Fortinet's latest quarterly threat intelligence report has painted a picture of global trends in the cybersecurity sector, showing that malware and botnet threats in the Asia Pacific region are charging ahead more than anywhere else in the world.
Fortinet believes this may connect with the finding that the region is also ranked first in the number of malicious websites visited per day, and the global statistics aren't much better.
The Fortinet Cyber Threat Assessment Program (CTAP) found more than 185 million threat events and incidents, what it's calling 'unprecedented' attack volumes. These threats are escaping traditional perimeter security defences and landing on Fortinet's internal threat testing network.
The report also found that email-based threats continue to be effective means of delivering malicious material, but hijacked websites were the second most common form of attack. More than half of respondents detected malicious websites, which Fortinet says is a sure sign that organisations need detection and blocking protection.
In Australia and New Zealand, the report found that the Nemucod ransomware family was widely targeting the healthcare sector because of its vulnerable nature. Nemucod has been responsible for crippling several healthcare providers' networks in the past year alone and successfully received ransom demands.

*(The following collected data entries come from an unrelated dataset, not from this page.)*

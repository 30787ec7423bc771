//! Engine tuning constants.
//!
//! The defaults are embedded at compile time from `config/default.toml`.
//! A deployment can point `HOOD_MAP_ENGINE_CONFIG` at its own TOML file
//! with the same schema to override them.

use std::collections::BTreeMap;
use std::path::Path;

use hood_map_neighborhood_models::AffordabilityCategory;
use serde::{Deserialize, Serialize};
use thiserror::Error;

/// Environment variable naming an override config file.
pub const CONFIG_PATH_ENV: &str = "HOOD_MAP_ENGINE_CONFIG";

const DEFAULT_CONFIG_TOML: &str = include_str!("../config/default.toml");

/// Seasonal multipliers must stay within this band.
const SEASONAL_BOUNDS: (f64, f64) = (0.97, 1.03);

/// Errors that can occur while loading engine configuration.
#[derive(Debug, Error)]
pub enum ConfigError {
    /// The config file could not be read.
    #[error("I/O error: {0}")]
    Io(#[from] std::io::Error),

    /// The TOML could not be parsed into [`EngineConfig`].
    #[error("TOML parse error: {0}")]
    Parse(#[from] toml::de::Error),

    /// A value parsed but is out of its allowed range.
    #[error("Invalid config: {message}")]
    Invalid {
        /// Description of what went wrong.
        message: String,
    },
}

/// All tunable constants used by the engine.
#[derive(Debug, Clone, PartialEq, Serialize, Deserialize)]
pub struct EngineConfig {
    /// Infrastructure/education value used when the proximity index fails.
    pub neutral_factor: f64,
    /// Amenity search radii.
    pub radii: SearchRadii,
    /// Infrastructure score weights.
    pub infrastructure: InfrastructureWeights,
    /// Education quality weight per school type.
    pub education: EducationWeights,
    /// Regional growth lookup.
    pub economic_growth: RegionGrowthTable,
    /// Affordability demand lookup.
    pub supply_demand: SupplyDemandTable,
    /// Price simulation constants.
    pub projection: ProjectionConfig,
    /// Livability scoring constants.
    pub livability: LivabilityConfig,
}

/// Search radius per amenity category, in meters.
#[derive(Debug, Clone, Copy, PartialEq, Serialize, Deserialize)]
pub struct SearchRadii {
    /// Schools.
    pub school_m: f64,
    /// Health facilities.
    pub health_facility_m: f64,
    /// Transit routes.
    pub transit_route_m: f64,
}

/// Weights and saturation counts for the infrastructure score.
#[derive(Debug, Clone, Copy, PartialEq, Serialize, Deserialize)]
pub struct InfrastructureWeights {
    /// Weight of the school component.
    pub school_weight: f64,
    /// Weight of the health facility component.
    pub health_weight: f64,
    /// School count at which the school component reaches 1.0.
    pub school_saturation: u32,
    /// Facility count at which the health component reaches 1.0.
    pub facility_saturation: u32,
}

/// Per-school quality weights summed into the education factor.
#[derive(Debug, Clone, Copy, PartialEq, Serialize, Deserialize)]
pub struct EducationWeights {
    /// Primary schools.
    pub primary: f64,
    /// Secondary schools.
    pub secondary: f64,
    /// Combined schools.
    pub combined: f64,
    /// Any other school type.
    pub other: f64,
}

/// Annualized growth fraction per named region.
#[derive(Debug, Clone, PartialEq, Serialize, Deserialize)]
pub struct RegionGrowthTable {
    /// Used for regions not in the table.
    pub default: f64,
    /// Region name to growth fraction. Lookups ignore ASCII case.
    pub regions: BTreeMap<String, f64>,
}

impl RegionGrowthTable {
    /// Returns the growth fraction for `region`, or the default.
    #[must_use]
    pub fn lookup(&self, region: &str) -> f64 {
        let region = region.trim();
        self.regions
            .iter()
            .find(|(name, _)| name.eq_ignore_ascii_case(region))
            .map_or_else(
                || {
                    log::debug!("No growth entry for region '{region}', using default");
                    self.default
                },
                |(_, growth)| *growth,
            )
    }
}

/// Annualized demand fraction per affordability band.
#[derive(Debug, Clone, PartialEq, Serialize, Deserialize)]
pub struct SupplyDemandTable {
    /// Used for bands missing from the table.
    pub default: f64,
    /// Band to demand fraction.
    pub categories: BTreeMap<AffordabilityCategory, f64>,
}

impl SupplyDemandTable {
    /// Returns the demand fraction for `category`, or the default.
    #[must_use]
    pub fn lookup(&self, category: AffordabilityCategory) -> f64 {
        self.categories
            .get(&category)
            .copied()
            .unwrap_or(self.default)
    }
}

/// Price simulation constants.
#[derive(Debug, Clone, Copy, PartialEq, Serialize, Deserialize)]
pub struct ProjectionConfig {
    /// Growth multiplier for projection months 1-12, repeating yearly.
    pub seasonal: [f64; 12],
}

impl ProjectionConfig {
    /// Returns the seasonal multiplier for a 1-based projection month.
    #[must_use]
    pub const fn seasonal_multiplier(&self, month: u32) -> f64 {
        self.seasonal[(month.saturating_sub(1) % 12) as usize]
    }
}

/// Livability scoring constants.
#[derive(Debug, Clone, Copy, PartialEq, Serialize, Deserialize)]
pub struct LivabilityConfig {
    /// Sub-score used when the proximity index fails.
    pub neutral_sub_score: u8,
    /// Points per school.
    pub school_multiplier: f64,
    /// Points per health facility.
    pub facility_multiplier: f64,
    /// Points per transit route.
    pub route_multiplier: f64,
    /// Bonus when both primary and secondary schools are present.
    pub school_mix_bonus: f64,
    /// Bonus when a hospital-class facility is present.
    pub hospital_bonus: f64,
    /// Bonus when two or more transit modes are present.
    pub multimodal_bonus: f64,
    /// Composite weights.
    pub weights: LivabilityWeights,
}

/// Weights of the five livability sub-scores. Must sum to 1.
#[derive(Debug, Clone, Copy, PartialEq, Serialize, Deserialize)]
pub struct LivabilityWeights {
    /// Education sub-score weight.
    pub education: f64,
    /// Healthcare sub-score weight.
    pub healthcare: f64,
    /// Transport sub-score weight.
    pub transport: f64,
    /// Safety sub-score weight.
    pub safety: f64,
    /// Amenities (transit score) weight.
    pub amenities: f64,
}

impl LivabilityWeights {
    fn sum(&self) -> f64 {
        self.education + self.healthcare + self.transport + self.safety + self.amenities
    }
}

impl EngineConfig {
    /// Parses and validates a TOML config.
    ///
    /// # Errors
    ///
    /// Returns [`ConfigError`] if the TOML is malformed or a value is out
    /// of range.
    pub fn from_toml_str(toml_str: &str) -> Result<Self, ConfigError> {
        let config: Self = toml::de::from_str(toml_str)?;
        config.validate()?;
        Ok(config)
    }

    /// Reads, parses, and validates a TOML config file.
    ///
    /// # Errors
    ///
    /// Returns [`ConfigError`] if the file cannot be read or is invalid.
    pub fn from_path(path: &Path) -> Result<Self, ConfigError> {
        let contents = std::fs::read_to_string(path)?;
        Self::from_toml_str(&contents)
    }

    /// Loads the file named by [`CONFIG_PATH_ENV`] if set, otherwise the
    /// embedded defaults.
    ///
    /// # Errors
    ///
    /// Returns [`ConfigError`] if the override file is unreadable or invalid.
    pub fn from_env() -> Result<Self, ConfigError> {
        let path = std::env::var_os(CONFIG_PATH_ENV);
        Self::from_override(path.as_deref().map(Path::new))
    }

    fn from_override(path: Option<&Path>) -> Result<Self, ConfigError> {
        match path {
            Some(path) => {
                log::info!("Loading engine config from {}", path.display());
                Self::from_path(path)
            }
            None => Ok(Self::default()),
        }
    }

    /// Checks every value against its allowed range.
    ///
    /// # Errors
    ///
    /// Returns [`ConfigError::Invalid`] describing the first bad value.
    pub fn validate(&self) -> Result<(), ConfigError> {
        check_fraction("neutral_factor", self.neutral_factor)?;

        for (name, radius) in [
            ("radii.school_m", self.radii.school_m),
            ("radii.health_facility_m", self.radii.health_facility_m),
            ("radii.transit_route_m", self.radii.transit_route_m),
        ] {
            if !radius.is_finite() || radius <= 0.0 {
                return Err(invalid(format!("{name} must be positive, got {radius}")));
            }
        }

        let infra = &self.infrastructure;
        if infra.school_saturation == 0 || infra.facility_saturation == 0 {
            return Err(invalid("infrastructure saturation counts must be non-zero"));
        }
        check_fraction("infrastructure.school_weight", infra.school_weight)?;
        check_fraction("infrastructure.health_weight", infra.health_weight)?;

        check_fraction("economic_growth.default", self.economic_growth.default)?;
        for (region, growth) in &self.economic_growth.regions {
            check_fraction(&format!("economic_growth.regions.{region}"), *growth)?;
        }

        check_fraction("supply_demand.default", self.supply_demand.default)?;
        for (category, demand) in &self.supply_demand.categories {
            check_fraction(&format!("supply_demand.categories.{category}"), *demand)?;
        }

        let (lo, hi) = SEASONAL_BOUNDS;
        for (i, m) in self.projection.seasonal.iter().enumerate() {
            if !(lo..=hi).contains(m) {
                return Err(invalid(format!(
                    "projection.seasonal[{i}] = {m} is outside [{lo}, {hi}]"
                )));
            }
        }

        if self.livability.neutral_sub_score > 100 {
            return Err(invalid("livability.neutral_sub_score must be at most 100"));
        }
        let weight_sum = self.livability.weights.sum();
        if (weight_sum - 1.0).abs() > 1e-6 {
            return Err(invalid(format!(
                "livability.weights must sum to 1, got {weight_sum}"
            )));
        }

        Ok(())
    }
}

impl Default for EngineConfig {
    /// Returns the embedded defaults.
    ///
    /// # Panics
    ///
    /// Panics if the embedded TOML fails to parse or validate. Since it is
    /// a compile-time constant, failure indicates a development error and
    /// is caught by the tests.
    fn default() -> Self {
        Self::from_toml_str(DEFAULT_CONFIG_TOML)
            .unwrap_or_else(|e| panic!("Failed to load embedded engine config: {e}"))
    }
}

fn check_fraction(name: &str, value: f64) -> Result<(), ConfigError> {
    if (0.0..=1.0).contains(&value) {
        Ok(())
    } else {
        Err(invalid(format!("{name} must be in [0, 1], got {value}")))
    }
}

fn invalid(message: impl Into<String>) -> ConfigError {
    ConfigError::Invalid {
        message: message.into(),
    }
}
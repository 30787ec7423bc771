//! Composite livability scoring.
//!
//! Education, healthcare, and transport sub-scores come from nearby
//! amenities; safety and amenities come straight from the profile. The
//! composite is a fixed weighted sum, rounded and clamped to `[0, 100]`.

use std::collections::BTreeSet;

use hood_map_amenity_models::{AmenityCategory, AmenityKind, SchoolType};
use hood_map_analytics_models::{
    EducationDetail, FactorWarning, FallbackFactor, HealthcareDetail, LivabilityReport,
    TransportDetail,
};
use hood_map_neighborhood_models::NeighborhoodProfile;
use hood_map_spatial::{NearbyAmenity, ProximityIndex, SpatialError};

use crate::config::{EngineConfig, LivabilityConfig};
use crate::factors::{SanitizedInputs, operational_count, school_type};
use crate::{AnalyticsError, clamp_score, ratio_or_zero};

/// Combines sub-scores into the composite livability score.
///
/// `education`, `healthcare`, and `transport` are `[0, 100]` sub-scores.
/// Safety is the profile's safety score scaled by 10 and amenities is the
/// profile's transit score, both already sanitized.
#[must_use]
pub fn score(
    education: f64,
    healthcare: f64,
    transport: f64,
    neighborhood: &NeighborhoodProfile,
    config: &LivabilityConfig,
) -> u8 {
    let inputs = SanitizedInputs::from_profile(neighborhood);
    let w = &config.weights;

    let composite = w.education * education.clamp(0.0, 100.0)
        + w.healthcare * healthcare.clamp(0.0, 100.0)
        + w.transport * transport.clamp(0.0, 100.0)
        + w.safety * (inputs.safety_score * 10.0).clamp(0.0, 100.0)
        + w.amenities * inputs.transit_score;

    clamp_score(composite, 0, 100)
}

/// Education sub-score from nearby schools, nearest first.
#[must_use]
pub fn education_detail(schools: &[NearbyAmenity], config: &LivabilityConfig) -> EducationDetail {
    let operational: Vec<SchoolType> = schools
        .iter()
        .filter(|n| n.amenity.is_operational())
        .filter_map(|n| school_type(&n.amenity.kind))
        .collect();
    let count_of = |t: SchoolType| {
        u32::try_from(operational.iter().filter(|s| **s == t).count()).unwrap_or(u32::MAX)
    };

    let school_count = operational_count(schools);
    let primary_count = count_of(SchoolType::Primary);
    let secondary_count = count_of(SchoolType::Secondary);

    let mut raw = (f64::from(school_count) * config.school_multiplier).min(100.0);
    if primary_count > 0 && secondary_count > 0 {
        raw += config.school_mix_bonus;
    }

    EducationDetail {
        school_count,
        primary_count,
        secondary_count,
        combined_count: count_of(SchoolType::Combined),
        nearest_school_m: nearest_operational(schools),
        operational_share: operational_share(school_count, schools.len()),
        score: clamp_score(raw, 0, 100),
        fallback: false,
    }
}

/// Healthcare sub-score from nearby facilities, nearest first.
#[must_use]
pub fn healthcare_detail(
    facilities: &[NearbyAmenity],
    config: &LivabilityConfig,
) -> HealthcareDetail {
    let facility_count = operational_count(facilities);
    let hospital_present = facilities.iter().any(|n| {
        n.amenity.is_operational()
            && matches!(n.amenity.kind, AmenityKind::HealthFacility(t) if t.is_hospital_class())
    });

    let mut raw = (f64::from(facility_count) * config.facility_multiplier).min(100.0);
    if hospital_present {
        raw += config.hospital_bonus;
    }

    HealthcareDetail {
        facility_count,
        hospital_present,
        nearest_facility_m: nearest_operational(facilities),
        operational_share: operational_share(facility_count, facilities.len()),
        score: clamp_score(raw, 0, 100),
        fallback: false,
    }
}

/// Transport sub-score from nearby transit routes, nearest first.
#[must_use]
pub fn transport_detail(routes: &[NearbyAmenity], config: &LivabilityConfig) -> TransportDetail {
    let route_count = operational_count(routes);
    let modes: BTreeSet<_> = routes
        .iter()
        .filter(|n| n.amenity.is_operational())
        .filter_map(|n| match n.amenity.kind {
            AmenityKind::TransitRoute(mode) => Some(mode),
            _ => None,
        })
        .collect();
    let mode_count = u32::try_from(modes.len()).unwrap_or(u32::MAX);

    let mut raw = (f64::from(route_count) * config.route_multiplier).min(100.0);
    if mode_count >= 2 {
        raw += config.multimodal_bonus;
    }

    TransportDetail {
        route_count,
        mode_count,
        nearest_route_m: nearest_operational(routes),
        operational_share: operational_share(route_count, routes.len()),
        score: clamp_score(raw, 0, 100),
        fallback: false,
    }
}

fn nearest_operational(nearby: &[NearbyAmenity]) -> Option<f64> {
    nearby
        .iter()
        .find(|n| n.amenity.is_operational())
        .map(|n| n.distance_m)
}

#[allow(clippy::cast_precision_loss)]
fn operational_share(operational: u32, total: usize) -> f64 {
    ratio_or_zero(f64::from(operational), total as f64)
}

/// Scores a neighborhood's livability from its nearby amenities.
///
/// The three amenity lookups run concurrently. A failed lookup gives its
/// sub-score the configured neutral value (flagged via `fallback` on the
/// detail and recorded in the report's warnings) rather than failing the
/// call.
///
/// # Errors
///
/// Returns [`AnalyticsError::InvalidCoordinate`] if the neighborhood's
/// position is out of range.
pub async fn score_livability(
    index: &ProximityIndex,
    config: &EngineConfig,
    neighborhood: &NeighborhoodProfile,
) -> Result<LivabilityReport, AnalyticsError> {
    neighborhood.position.validate()?;

    let center = neighborhood.position;
    let (schools, facilities, routes) = futures::join!(
        index.nearby(center, config.radii.school_m, AmenityCategory::School),
        index.nearby(
            center,
            config.radii.health_facility_m,
            AmenityCategory::HealthFacility,
        ),
        index.nearby(
            center,
            config.radii.transit_route_m,
            AmenityCategory::TransitRoute,
        ),
    );

    let cfg = &config.livability;
    let neutral = cfg.neutral_sub_score;
    let mut warnings = Vec::new();

    let education = match schools {
        Ok(nearby) => education_detail(&nearby.collect::<Vec<_>>(), cfg),
        Err(e) => {
            warnings.push(fallback(
                neighborhood,
                AmenityCategory::School,
                FallbackFactor::Education,
                neutral,
                &e,
            ));
            EducationDetail {
                school_count: 0,
                primary_count: 0,
                secondary_count: 0,
                combined_count: 0,
                nearest_school_m: None,
                operational_share: 0.0,
                score: neutral,
                fallback: true,
            }
        }
    };

    let healthcare = match facilities {
        Ok(nearby) => healthcare_detail(&nearby.collect::<Vec<_>>(), cfg),
        Err(e) => {
            warnings.push(fallback(
                neighborhood,
                AmenityCategory::HealthFacility,
                FallbackFactor::Healthcare,
                neutral,
                &e,
            ));
            HealthcareDetail {
                facility_count: 0,
                hospital_present: false,
                nearest_facility_m: None,
                operational_share: 0.0,
                score: neutral,
                fallback: true,
            }
        }
    };

    let transport = match routes {
        Ok(nearby) => transport_detail(&nearby.collect::<Vec<_>>(), cfg),
        Err(e) => {
            warnings.push(fallback(
                neighborhood,
                AmenityCategory::TransitRoute,
                FallbackFactor::Transport,
                neutral,
                &e,
            ));
            TransportDetail {
                route_count: 0,
                mode_count: 0,
                nearest_route_m: None,
                operational_share: 0.0,
                score: neutral,
                fallback: true,
            }
        }
    };

    let composite = score(
        f64::from(education.score),
        f64::from(healthcare.score),
        f64::from(transport.score),
        neighborhood,
        cfg,
    );

    log::debug!(
        "Livability for neighborhood {}: {composite} (education={}, healthcare={}, transport={})",
        neighborhood.id,
        education.score,
        healthcare.score,
        transport.score,
    );

    Ok(LivabilityReport {
        score: composite,
        education,
        healthcare,
        transport,
        warnings,
    })
}

fn fallback(
    neighborhood: &NeighborhoodProfile,
    category: AmenityCategory,
    factor: FallbackFactor,
    neutral: u8,
    error: &SpatialError,
) -> FactorWarning {
    log::warn!(
        "{category} lookup failed for neighborhood {}; using neutral sub-score {neutral}: {error}",
        neighborhood.id
    );
    FactorWarning {
        factor,
        default_value: f64::from(neutral),
        reason: error.to_string(),
    }
}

Overall, the Asia Pacific region fared worst in the amount of detected botnets and malware, which may have some connection with the number of websites visited per day.
North America is the most vulnerable, with more than 40,000 application vulnerability attacks per day. LATAM's use of peer-to-peer applications contributed to a rise in the H-worm botnet attack. The Conficker worm is the most concerning problem in EMEA.
Remote access policies also contributing to data leakage, particularly in the healthcare industry where patient data and records are at risk, the report found. Remote Desktop Protocol (RDP) and TeamViewer account for 25% of remote traffic, as well as general purpose applications such as Dropbox.
Internet browsers are also increasingly at risk, particularly as exploit kits targeting browsers are also on the rise.
In terms of industry sectors, Fortinet states that attackers are using different approaches, depending on market segments of targeted organisations.
The education and retail industries are also being targeted by more variations in cyberattacks because of their less secure networks. Fortinet also found that social media networks used by students also pose security risks through links associated with those platforms.
Globally, the tech sector is seeing an increase in the number of attacks against common enterprise software packages, such as those from Microsoft and Adobe.
The financial industry is bearing the brunt of the ransomware trend, including new and old attacks that have been modified to avoid detection. The healthcare industry has also been struck mainly by the Heartbleed vulnerability, DDoS attacks and code execution malware.
The education sector is being targeted through open source vulnerabilities, application and client-based attacks, suggesting that patching isn't a high priority, Fortinet states.